1. Value should be rounded-up to nearest 200. (if 350 I need 400 and if 250 I need 200)
2. Minimum value should be 200. (even 1 should give me 200)

Can anybody help me?

Thanks in advance.

raven-worx

use the modulo operator "%".
if the value returned by modulo is smaller than 100 (half of 200) subtract the mod-value from the current value, otherwise add (200-moduloValue) to your current value.

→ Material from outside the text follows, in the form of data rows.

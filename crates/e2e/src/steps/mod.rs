//! Wizard steps
//!
//! A step is a named unit of the onboarding flow. It reads fixture data and
//! configuration from the [`StepContext`] and talks to the browser only
//! through [`Actions`]. In dry mode every step returns
//! [`StepOutcome::Skipped`] before touching the driver.

use async_trait::async_trait;
use onboard_common::{RunConfig, UserData};
use parking_lot::Mutex;
use std::path::PathBuf;

use crate::actions::Actions;
use crate::diagnostics::{CaptureReport, Diagnostics};
use crate::driver::Driver;
use crate::error::E2eResult;

mod code;
mod email;
mod final_checks;
mod invites;
mod language;
mod profile;
mod workspace;

pub use code::ConfirmationCode;
pub use email::EmailEntry;
pub use final_checks::FinalChecks;
pub use invites::{ApprovedDomains, Invitations};
pub use language::LanguageSwitch;
pub use profile::{Birthdate, Profile};
pub use workspace::{WorkspaceName, WorkspaceOpened};

/// How a step finished when it did not fail
#[derive(Debug, Clone, PartialEq, Eq)]
pub enum StepOutcome {
    Completed,
    /// Nothing was done; carries the reason
    Skipped(String),
}

pub(crate) const DRY_RUN: &str = "dry run";

#[async_trait]
pub trait Step: Send + Sync {
    /// Display name
    fn name(&self) -> &'static str;

    /// Diagnostics category for failures of this step
    fn slug(&self) -> &'static str;

    async fn run(&self, ctx: &StepContext<'_>) -> E2eResult<StepOutcome>;
}

/// Everything a step may touch during one run
pub struct StepContext<'a> {
    pub driver: &'a dyn Driver,
    pub config: &'a RunConfig,
    pub fixtures: &'a UserData,
    diagnostics: &'a Diagnostics,
    artifacts: Mutex<Vec<PathBuf>>,
}

impl<'a> StepContext<'a> {
    pub fn new(
        driver: &'a dyn Driver,
        config: &'a RunConfig,
        fixtures: &'a UserData,
        diagnostics: &'a Diagnostics,
    ) -> Self {
        Self {
            driver,
            config,
            fixtures,
            diagnostics,
            artifacts: Mutex::new(Vec::new()),
        }
    }

    pub fn actions(&self) -> Actions<'a> {
        Actions::from_config(self.driver, self.config)
    }

    pub fn dry_run(&self) -> bool {
        self.config.dry_run
    }

    /// Save markup and screenshot now; paths end up in the run report
    pub async fn capture(&self, category: &str) -> CaptureReport {
        let report = self.diagnostics.capture(self.driver, category).await;
        self.artifacts.lock().extend(report.paths().cloned());
        report
    }

    /// Number of captures taken so far
    pub fn capture_count(&self) -> usize {
        self.artifacts.lock().len()
    }

    pub fn artifacts(&self) -> Vec<PathBuf> {
        self.artifacts.lock().clone()
    }
}

/// The fixed onboarding sequence
pub fn wizard() -> Vec<Box<dyn Step>> {
    vec![
        Box::new(LanguageSwitch),
        Box::new(EmailEntry),
        Box::new(ConfirmationCode),
        Box::new(WorkspaceOpened),
        Box::new(WorkspaceName),
        Box::new(Profile),
        Box::new(Birthdate),
        Box::new(Invitations),
        Box::new(ApprovedDomains),
        Box::new(FinalChecks),
    ]
}
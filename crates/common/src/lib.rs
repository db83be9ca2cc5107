//! Onboard Common Library
//!
//! Locator types, run configuration and fixture data shared by the
//! interaction layer and the CLI.

pub mod config;
pub mod error;
pub mod fixtures;
pub mod types;

// Re-export commonly used types
pub use config::{RunConfig, TimeoutConfig};
pub use error::{Error, Result};
pub use fixtures::UserData;
pub use types::*;
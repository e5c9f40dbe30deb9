//! Ruler Units - Length conversion
//!
//! Converts a value between centimeters, meters, millimeters and feet by
//! normalizing to meters:
//!
//! ```text
//! result = value * factor(from) / factor(to)
//! rounded = floor(result * 100 + 0.5) / 100
//! ```
//!
//! | Unit        | Meters per unit |
//! |-------------|-----------------|
//! | Centimeters | 0.01            |
//! | Meters      | 1               |
//! | Millimeters | 0.001           |
//! | Feet        | 0.3048          |

mod unit;
mod registry;
mod parse;
mod convert;
mod format;
mod session;

pub use unit::{LengthUnit, UnitError};
pub use registry::{UnitRegistry, UnitDef, UNITS};
pub use parse::{parse_unit, parse_value, parse_conversion, parse_quantity_string, parse_query};
pub use convert::{ConversionEngine, ConversionRequest, ConversionResult, ParsePolicy, RESULT_PLACES};
pub use format::format_result;
pub use session::{result_message, ConverterSession};

/// Supported units in display order
pub fn supported_units() -> Vec<LengthUnit> {
    UNITS.units().collect()
}

/// Convert `raw_input` from one unit to another.
///
/// Unparseable input counts as zero. Use a strict `ConversionEngine` to
/// get `UnitError::Parse` instead.
pub fn convert(raw_input: &str, from: LengthUnit, to: LengthUnit) -> Result<f64, UnitError> {
    ConversionEngine::default().convert(raw_input, from, to)
}

#[cfg(test)]
mod tests {
    use super::*;

    #[test]
    fn test_supported_units_order() {
        assert_eq!(
            supported_units(),
            vec![
                LengthUnit::Centimeters,
                LengthUnit::Meters,
                LengthUnit::Millimeters,
                LengthUnit::Feet,
            ]
        );
    }

    #[test]
    fn test_convert_facade() {
        assert_eq!(convert("100", LengthUnit::Centimeters, LengthUnit::Meters), Ok(1.0));
        assert_eq!(convert("1", LengthUnit::Feet, LengthUnit::Centimeters), Ok(30.48));
        assert_eq!(convert("1000", LengthUnit::Millimeters, LengthUnit::Meters), Ok(1.0));
        assert_eq!(convert("1", LengthUnit::Feet, LengthUnit::Meters), Ok(0.3));
        assert_eq!(convert("", LengthUnit::Feet, LengthUnit::Meters), Ok(0.0));
        assert_eq!(convert("abc", LengthUnit::Meters, LengthUnit::Feet), Ok(0.0));
    }

    #[test]
    fn test_convert_rounds_like_float_half_up() {
        assert_eq!(convert("1.005", LengthUnit::Meters, LengthUnit::Meters), Ok(1.0));
        assert_eq!(convert("0.145", LengthUnit::Meters, LengthUnit::Meters), Ok(0.14));
        assert_eq!(convert("-0.125", LengthUnit::Meters, LengthUnit::Meters), Ok(-0.12));
        assert_eq!(convert("-0.5", LengthUnit::Centimeters, LengthUnit::Meters), Ok(0.0));
    }
}
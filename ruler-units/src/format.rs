//! Display formatting for converted values

/// Format a result the way the converter screen shows it.
///
/// Whole numbers keep one decimal (`1.0`), other values use the shortest
/// decimal that round-trips (`30.48`), and magnitudes from 1e7 up switch
/// to `E` notation (`1.2345E7`).
pub fn format_result(value: f64) -> String {
    if value.is_nan() {
        return "NaN".to_string();
    }
    if value.is_infinite() {
        return if value > 0.0 { "Infinity" } else { "-Infinity" }.to_string();
    }

    // folds -0.0 into 0.0
    let value = if value == 0.0 { 0.0 } else { value };

    if value.abs() >= 1e7 {
        let s = format!("{:E}", value);
        return match s.split_once('E') {
            Some((mantissa, exp)) if !mantissa.contains('.') => format!("{}.0E{}", mantissa, exp),
            _ => s,
        };
    }

    if value.fract() == 0.0 {
        format!("{:.1}", value)
    } else {
        format!("{}", value)
    }
}

#[cfg(test)]
mod tests {
    use super::*;

    #[test]
    fn test_whole_numbers_keep_one_decimal() {
        assert_eq!(format_result(1.0), "1.0");
        assert_eq!(format_result(0.0), "0.0");
        assert_eq!(format_result(-365.0), "-365.0");
    }

    #[test]
    fn test_fractions() {
        assert_eq!(format_result(30.48), "30.48");
        assert_eq!(format_result(0.3), "0.3");
        assert_eq!(format_result(-0.13), "-0.13");
    }

    #[test]
    fn test_negative_zero() {
        assert_eq!(format_result(-0.0), "0.0");
    }

    #[test]
    fn test_large_values_use_exponent() {
        assert_eq!(format_result(12_345_000.0), "1.2345E7");
        assert_eq!(format_result(10_000_000.0), "1.0E7");
        assert_eq!(format_result(9_999_999.99), "9999999.99");
    }

    #[test]
    fn test_non_finite() {
        assert_eq!(format_result(f64::NAN), "NaN");
        assert_eq!(format_result(f64::NEG_INFINITY), "-Infinity");
    }
}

You just need a special case handling for 2)

Hareen Laks

raven-worx,

Thanks for replying.

I created below method. Can you check is it the best way for do that?

@void setLength(int l)
{
int minimum_length = 200;

if(l<minimum_length)
{
    l=minimum_length;
}
else
{
    int mod_200 =l % 200 ;

    if(mod_200!=0)
    {
        l = (l/200 + qRound(mod_200/100))*200;
    }
}

d->length = l;

}@

Thanks again.

raven-worx

have you tested your method?!

Your method doesn't behave like you described it should be.
Neither did you implement what i suggested.

Here is the working method:
@
int roundValue(int l)
{
const int mod = 200;

if(l < mod)
{
    l = mod;
}
else
{
    int modVal = l % mod;

    if( modVal < (mod/2.0) )
        l -= modVal;
    else
        l += (mod-modVal);
}

return l;

}
@

Hareen Laks

yes I tested it and it is working for me. :)

give minimum 200 and round value to nearest 200.